Böylece küçücük bir arabada, yazın sıcaklığında, sıkışarak uzun bir yolculuğa çıktık. Güzelim memleketimin o yurdum insanlarını, ardımda bıraktıkça gözlerim dolmaya başladı. Deniz kenarındaki nefis kokan balıkları son kez kokluyordum, dünyadaki tek arkadaşımı arkamda bırakıyordum, cünkü kaderimde bana ait olmayan bir sarayda, yeni hayat kurmak vardı. Sekiz saat sonra, kayseriye ulaşmıştık, sehrin bir kısmını ardımızda bıraktıkça, Kapadokya'nın güzeliyi adeta derdime bir merhem gibi akmıştı. Kardeşimle şaşkınca öyle baka kaldık, cünkü dağların üzerinde duran evlerin tepesinde onlarca sicak hava balonu yelkenleniyordu. Ilk defa, gökyüzünü böyle güzel görmüsdüm. Ama kalbime dokunan tek şey o değildi, doğanın içine girdikçe, insanları ardımızda bıraktıkça, gözümüze batan tek birsey vardı. Erciyes Dağı'nın eteklerinde yaşayan yılkı atları. Okadar çoktularki, saymak mümkün değildi. Bizimle adeta yarışıyorlardı. Ve o sürünün yolunu, birbirlerinden cok değişik olan iki at yönlendiriyordu. Biri gece kadar karanlıktı, diğeri ise gündüzün aydınlığına sahipti.

Evet... kayseriye ilk aşık olduğum an, işte o andı.

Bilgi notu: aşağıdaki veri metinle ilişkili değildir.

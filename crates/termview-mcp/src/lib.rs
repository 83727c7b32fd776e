//! Termview MCP Server Library
//!
//! This library contains the MCP protocol layer types and handlers.
//! The actual server binary is in main.rs.

pub mod input;
pub mod protocol;
pub mod tools;

// Re-export commonly used types
pub use input::unescape;
pub use protocol::TermviewServer;
pub use tools::*;
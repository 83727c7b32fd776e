//! ANSI/VT escape sequence interpreter built on the VTE state machine.

use vte::{Params, ParamsIter, Perform};

use termview_core::{Cell, CellAttributes, Color, Position};

use crate::grid::Grid;

/// Applies a byte stream of terminal output to a [`Grid`].
///
/// The VTE parser is kept across calls, so escape sequences split over
/// chunk boundaries are handled correctly.
pub struct Interpreter {
    /// Terminal grid state
    grid: Grid,
    /// Set after printing into the last column; the wrap (and any
    /// scroll) happens only when the next character is printed
    wrap_pending: bool,
    /// VTE parser state, persisted between feed calls
    vte: vte::Parser,
}

impl std::fmt::Debug for Interpreter {
    fn fmt(&self, f: &mut std::fmt::Formatter<'_>) -> std::fmt::Result {
        f.debug_struct("Interpreter")
            .field("grid", &self.grid)
            .finish_non_exhaustive()
    }
}

impl Interpreter {
    /// Create a new interpreter driving the given grid.
    pub fn new(grid: Grid) -> Self {
        Self {
            grid,
            wrap_pending: false,
            vte: vte::Parser::new(),
        }
    }

    /// Get a reference to the grid.
    pub fn grid(&self) -> &Grid {
        &self.grid
    }

    /// Get a mutable reference to the grid.
    pub fn grid_mut(&mut self) -> &mut Grid {
        &mut self.grid
    }

    /// Consume the interpreter and return the grid.
    pub fn into_grid(self) -> Grid {
        self.grid
    }

    /// Feed output bytes through the VTE parser into the grid.
    pub fn feed(&mut self, bytes: &[u8]) {
        let mut vte = std::mem::take(&mut self.vte);
        for byte in bytes {
            vte.advance(self, *byte);
        }
        self.vte = vte;
    }

    /// Move cursor forward by n columns, clamped to the last column.
    fn cursor_forward(&mut self, n: u16) {
        let dims = self.grid.dimensions();
        let cursor = self.grid.cursor_mut();
        cursor.position.col = (cursor.position.col.saturating_add(n)).min(dims.cols.saturating_sub(1));
    }

    /// Move cursor backward by n columns.
    fn cursor_backward(&mut self, n: u16) {
        let cursor = self.grid.cursor_mut();
        cursor.position.col = cursor.position.col.saturating_sub(n);
    }

    /// Move cursor down by n rows, clamped to the last row.
    fn cursor_down(&mut self, n: u16) {
        let dims = self.grid.dimensions();
        let cursor = self.grid.cursor_mut();
        cursor.position.row = (cursor.position.row.saturating_add(n)).min(dims.rows.saturating_sub(1));
    }

    /// Move cursor up by n rows.
    fn cursor_up(&mut self, n: u16) {
        let cursor = self.grid.cursor_mut();
        cursor.position.row = cursor.position.row.saturating_sub(n);
    }

    /// Advance to the next line, scrolling the grid when the cursor is
    /// already on the bottom row.
    fn line_feed(&mut self) {
        let dims = self.grid.dimensions();
        if self.grid.cursor().position.row + 1 >= dims.rows {
            self.grid.scroll_up(1);
        } else {
            self.grid.cursor_mut().position.row += 1;
        }
    }

    /// Update the pending attributes through a closure.
    fn update_attrs(&mut self, f: impl FnOnce(&mut CellAttributes)) {
        let mut attrs = *self.grid.current_attrs();
        f(&mut attrs);
        self.grid.set_current_attrs(attrs);
    }

    /// Parse the tail of an extended color sequence (38/48), consuming
    /// `5;n` or `2;r;g;b` from the parameter iterator.
    fn extended_color(iter: &mut ParamsIter<'_>) -> Option<Color> {
        match iter.next()?[0] {
            5 => {
                let index = iter.next()?[0];
                Some(Color::Indexed(index as u8))
            }
            2 => {
                let r = iter.next()?[0] as u8;
                let g = iter.next()?[0] as u8;
                let b = iter.next()?[0] as u8;
                Some(Color::Rgb { r, g, b })
            }
            _ => None,
        }
    }

    /// Process SGR (Select Graphic Rendition) parameters.
    fn process_sgr(&mut self, params: &Params) {
        let mut iter = params.iter();

        while let Some(param) = iter.next() {
            match param[0] {
                // Reset
                0 => {
                    self.grid.set_current_attrs(CellAttributes::default());
                    self.grid.set_current_fg(Color::Default);
                    self.grid.set_current_bg(Color::Default);
                }

                1 => self.update_attrs(|a| a.bold = true),
                2 => self.update_attrs(|a| a.dim = true),
                3 => self.update_attrs(|a| a.italic = true),
                4 => self.update_attrs(|a| a.underline = true),
                5 => self.update_attrs(|a| a.blink = true),
                7 => self.update_attrs(|a| a.reverse = true),
                8 => self.update_attrs(|a| a.hidden = true),
                9 => self.update_attrs(|a| a.strikethrough = true),

                22 => self.update_attrs(|a| {
                    a.bold = false;
                    a.dim = false;
                }),
                23 => self.update_attrs(|a| a.italic = false),
                24 => self.update_attrs(|a| a.underline = false),
                25 => self.update_attrs(|a| a.blink = false),
                27 => self.update_attrs(|a| a.reverse = false),
                28 => self.update_attrs(|a| a.hidden = false),
                29 => self.update_attrs(|a| a.strikethrough = false),

                // Standard foreground colors (30-37)
                n @ 30..=37 => self.grid.set_current_fg(ansi_color((n - 30) as u8)),

                // Extended foreground (38;5;n / 38;2;r;g;b)
                38 => {
                    if let Some(color) = Self::extended_color(&mut iter) {
                        self.grid.set_current_fg(color);
                    }
                }

                // Default foreground
                39 => self.grid.set_current_fg(Color::Default),

                // Standard background colors (40-47)
                n @ 40..=47 => self.grid.set_current_bg(ansi_color((n - 40) as u8)),

                // Extended background (48;5;n / 48;2;r;g;b)
                48 => {
                    if let Some(color) = Self::extended_color(&mut iter) {
                        self.grid.set_current_bg(color);
                    }
                }

                // Default background
                49 => self.grid.set_current_bg(Color::Default),

                // Bright foreground colors (90-97)
                n @ 90..=97 => self.grid.set_current_fg(ansi_color((n - 90 + 8) as u8)),

                // Bright background colors (100-107)
                n @ 100..=107 => self.grid.set_current_bg(ansi_color((n - 100 + 8) as u8)),

                _ => {} // Ignore unknown SGR codes
            }
        }
    }
}

/// Map an ANSI palette index 0-15 to a named color variant.
fn ansi_color(index: u8) -> Color {
    match index {
        0 => Color::Black,
        1 => Color::Red,
        2 => Color::Green,
        3 => Color::Yellow,
        4 => Color::Blue,
        5 => Color::Magenta,
        6 => Color::Cyan,
        7 => Color::White,
        8 => Color::BrightBlack,
        9 => Color::BrightRed,
        10 => Color::BrightGreen,
        11 => Color::BrightYellow,
        12 => Color::BrightBlue,
        13 => Color::BrightMagenta,
        14 => Color::BrightCyan,
        _ => Color::BrightWhite,
    }
}

impl Perform for Interpreter {
    /// Print a character at the cursor, then advance with line wrap.
    ///
    /// Wrap is deferred: filling the last column leaves the cursor in
    /// place and only the next printed character wraps (scrolling at
    /// the bottom row), so a line exactly as wide as the screen does
    /// not scroll early.
    fn print(&mut self, c: char) {
        let dims = self.grid.dimensions();
        if dims.is_empty() {
            return;
        }

        if self.wrap_pending {
            self.wrap_pending = false;
            self.grid.cursor_mut().position.col = 0;
            self.line_feed();
        }

        let cursor_pos = self.grid.cursor().position;
        let attrs = *self.grid.current_attrs();
        let fg = self.grid.current_fg();
        let bg = self.grid.current_bg();

        if let Some(cell) = self.grid.cell_mut(cursor_pos.row, cursor_pos.col) {
            cell.character = c;
            cell.attrs = attrs;
            cell.fg = fg;
            cell.bg = bg;
        }

        if cursor_pos.col + 1 >= dims.cols {
            self.wrap_pending = true;
        } else {
            self.grid.cursor_mut().position.col += 1;
        }
    }

    /// Execute a control character.
    fn execute(&mut self, byte: u8) {
        // Explicit cursor motion cancels a pending wrap
        self.wrap_pending = false;
        match byte {
            // Backspace (BS)
            0x08 => self.cursor_backward(1),

            // Horizontal Tab (HT): next tab stop every 8 columns
            0x09 => {
                let dims = self.grid.dimensions();
                let cursor = self.grid.cursor_mut();
                let next_tab = ((cursor.position.col / 8) + 1) * 8;
                cursor.position.col = next_tab.min(dims.cols.saturating_sub(1));
            }

            // Line Feed (LF)
            0x0A => self.line_feed(),

            // Carriage Return (CR)
            0x0D => self.grid.cursor_mut().position.col = 0,

            _ => {} // Ignore other control codes
        }
    }

    fn hook(&mut self, _params: &Params, _intermediates: &[u8], _ignore: bool, _c: char) {}

    fn put(&mut self, _byte: u8) {}

    fn unhook(&mut self) {}

    /// OSC (title changes etc.) do not affect the cell grid.
    fn osc_dispatch(&mut self, _params: &[&[u8]], _bell_terminated: bool) {}

    /// CSI (Control Sequence Introducer) dispatch.
    fn csi_dispatch(&mut self, params: &Params, _intermediates: &[u8], _ignore: bool, c: char) {
        // Missing counts default to 1 per ECMA-48
        let first = |params: &Params| params.iter().next().map(|p| p[0]).unwrap_or(1).max(1);

        // Sequences that move the cursor cancel a pending wrap
        if matches!(c, 'A' | 'B' | 'C' | 'D' | 'H' | 'f' | 'u') {
            self.wrap_pending = false;
        }

        match c {
            // Cursor Up (CUU)
            'A' => self.cursor_up(first(params)),

            // Cursor Down (CUD)
            'B' => self.cursor_down(first(params)),

            // Cursor Forward (CUF)
            'C' => self.cursor_forward(first(params)),

            // Cursor Backward (CUB)
            'D' => self.cursor_backward(first(params)),

            // Cursor Position (CUP), 1-indexed parameters
            'H' | 'f' => {
                let mut iter = params.iter();
                let row = iter.next().map(|p| p[0]).unwrap_or(1).saturating_sub(1);
                let col = iter.next().map(|p| p[0]).unwrap_or(1).saturating_sub(1);

                let dims = self.grid.dimensions();
                self.grid.cursor_mut().position = Position::new(
                    row.min(dims.rows.saturating_sub(1)),
                    col.min(dims.cols.saturating_sub(1)),
                );
            }

            // Erase in Display (ED)
            'J' => {
                let mode = params.iter().next().map(|p| p[0]).unwrap_or(0);
                let cursor_pos = self.grid.cursor().position;
                let dims = self.grid.dimensions();

                match mode {
                    // Cursor to end of screen
                    0 => {
                        for col in cursor_pos.col..dims.cols {
                            if let Some(cell) = self.grid.cell_mut(cursor_pos.row, col) {
                                *cell = Cell::default();
                            }
                        }
                        for row in (cursor_pos.row + 1)..dims.rows {
                            for col in 0..dims.cols {
                                if let Some(cell) = self.grid.cell_mut(row, col) {
                                    *cell = Cell::default();
                                }
                            }
                        }
                    }

                    // Start of screen to cursor
                    1 => {
                        for row in 0..cursor_pos.row {
                            for col in 0..dims.cols {
                                if let Some(cell) = self.grid.cell_mut(row, col) {
                                    *cell = Cell::default();
                                }
                            }
                        }
                        for col in 0..=cursor_pos.col {
                            if let Some(cell) = self.grid.cell_mut(cursor_pos.row, col) {
                                *cell = Cell::default();
                            }
                        }
                    }

                    // Entire screen
                    2 | 3 => self.grid.clear(),

                    _ => {}
                }
            }

            // Erase in Line (EL)
            'K' => {
                let mode = params.iter().next().map(|p| p[0]).unwrap_or(0);
                let cursor_pos = self.grid.cursor().position;
                let dims = self.grid.dimensions();

                let (start, end) = match mode {
                    0 => (cursor_pos.col, dims.cols),
                    1 => (0, cursor_pos.col.saturating_add(1).min(dims.cols)),
                    2 => (0, dims.cols),
                    _ => return,
                };
                for col in start..end {
                    if let Some(cell) = self.grid.cell_mut(cursor_pos.row, col) {
                        *cell = Cell::default();
                    }
                }
            }

            // SGR (Select Graphic Rendition)
            'm' => self.process_sgr(params),

            // Save / Restore Cursor Position
            's' => self.grid.save_cursor(),
            'u' => self.grid.restore_cursor(),

            _ => {} // Ignore unknown CSI sequences
        }
    }

    fn esc_dispatch(&mut self, _intermediates: &[u8], _ignore: bool, _byte: u8) {}
}
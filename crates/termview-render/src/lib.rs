//! # termview-render
//!
//! PNG rasterization of terminal screen snapshots.
//!
//! This crate turns a snapshot cell matrix into a lossless raster
//! image: background rectangles, bitmap glyphs with bold/italic/dim
//! treatment, and underline/strikethrough strokes, composited over the
//! fixed dark canvas default.

#![warn(missing_docs)]
#![warn(clippy::all)]

pub mod config;
pub mod raster;

// Re-export commonly used types
pub use config::RenderConfig;
pub use raster::{canvas_size, render};
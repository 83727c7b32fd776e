//! # Termview MCP Server
//!
//! Model Context Protocol server exposing PTY-backed terminal sessions:
//! spawn a shell, drive it with input, and read back the screen either
//! as structured text or as a rendered PNG screenshot.
//!
//! ## Architecture
//!
//! This is Layer 1 - the server binary that ties together:
//! - termview-core: Core types, colors, errors, configuration
//! - termview-emulator: PTY handling and screen emulation
//! - termview-session: Session lifecycle and registry
//! - termview-render: PNG rasterization

use std::sync::Arc;

use rmcp::{transport::stdio, ServiceExt};

use termview_core::ServerConfig;
use termview_emulator::NativePtyBackend;
use termview_mcp::TermviewServer;
use termview_session::{RegistryConfig, SessionRegistry};

#[tokio::main]
async fn main() -> anyhow::Result<()> {
    // Optional config file: `termview-mcp --config path/to/config.yaml`
    let args: Vec<String> = std::env::args().collect();
    let config = match args.iter().position(|a| a == "--config") {
        Some(i) => {
            let path = args
                .get(i + 1)
                .ok_or_else(|| anyhow::anyhow!("--config requires a path"))?;
            ServerConfig::from_file(path)?
        }
        None => ServerConfig::default(),
    };
    config.validate()?;

    // Initialize logging; RUST_LOG overrides the configured level.
    tracing_subscriber::fmt()
        .with_env_filter(
            tracing_subscriber::EnvFilter::try_from_default_env()
                .unwrap_or_else(|_| tracing_subscriber::EnvFilter::new(&config.server.log_level)),
        )
        .with_writer(std::io::stderr)
        .init();

    tracing::info!("Termview MCP Server starting...");

    // Resolve the PTY capability once at startup; a missing backend is
    // fatal here rather than on the first spawn.
    let backend = Arc::new(NativePtyBackend::probe()?);

    let registry = Arc::new(SessionRegistry::with_config(
        backend,
        RegistryConfig {
            max_sessions: config.server.max_sessions,
            default_rows: config.terminal.default_rows,
            default_cols: config.terminal.default_cols,
        },
    ));

    let server = TermviewServer::with_default_shell(registry, config.terminal.default_shell.clone());

    tracing::info!("Server initialized, starting stdio transport...");

    let service = server.serve(stdio()).await.map_err(|e| {
        tracing::error!("Error starting server: {}", e);
        e
    })?;

    tracing::info!("Termview MCP Server running on stdio");

    service.waiting().await?;

    tracing::info!("Termview MCP Server shutting down");

    Ok(())
}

Ama bu şehrin, güzelliği bitmiyordu, dağların olduğu yerde, doğanın yesiliğinde bir mücevher gibi şakladığı bir şey vardı. Tüm insanlardan uzak yaşayan, yanlızlığa mahkum kalmış bir şatoydu. Büyüklüğü şanki tüm şehri kucaklayacak kadardı. Up uzun ince zeminden olan demirler bu şatoyu şanki dünyadan koruyordu. Yada dünyayı, onlardan koruyordu. Etrafda, ne bi ev var, nede bir market. Kaplan Ailesi adeta, dünyayı terk etmis gibi yaşıyordu.

Suan Kamil bizi koca bahçede şatoya doğru götürüyor. Ve gördüğüm kadarıyla bu bahçenin bir boş tarladan farkı yoktu. Ne bi çiçek ekmişlerdi, nede oturacak bir sandalye vardı. Şatonun yanında sadece bir elma ağacı mevcut. Ama o bile cok yalnız gözüküyor. Ve bahçenin arka kapısının yanında bir at evi görebiliyorum. Simsiyah ve adeta ikinci bir saray gibiydi. Bu aile arabalara çok önem veriyor sanırım. Her çeşit renk ve model bulunmaktadır. Motor sevdası bile var.

,,Bavullarınızı ben taşırım, Bergüzar hanım. Siz çıkabilirsiniz." Kamil, arabayı durdurup bize doğru konuşuyor. Onu dinleyip teker teker inmeye başlıyoruz. ,,Heeeyt, beee! Şunun güzelliğine bakın. Bu şato resmen, benim tüm yedi sülalemi barındırır. Ama nerde bizde öyle şans. Anca, sürünürüz böyle." Evet. Annemi mutlu etmek okadarda zor degildi. Onun aklını çelmek için para ve parlayan hersey yeterliydi.
,,Buyur, Rüya. Susamasındır kesin." Kamil cekinerek bana bir su sisesi uzatır. Ufak bir gülümsemeyle siseyi elinden alırım, ve yanından uzaklasmaya başlarım, çünkü babası Sefa, böyle şeylere çok önem verir. Bir bekar kızın, bir bekar erkekle konuşması kadar kötü bir şey yoktur onun icin. Amcamız biraz dedikoducudur.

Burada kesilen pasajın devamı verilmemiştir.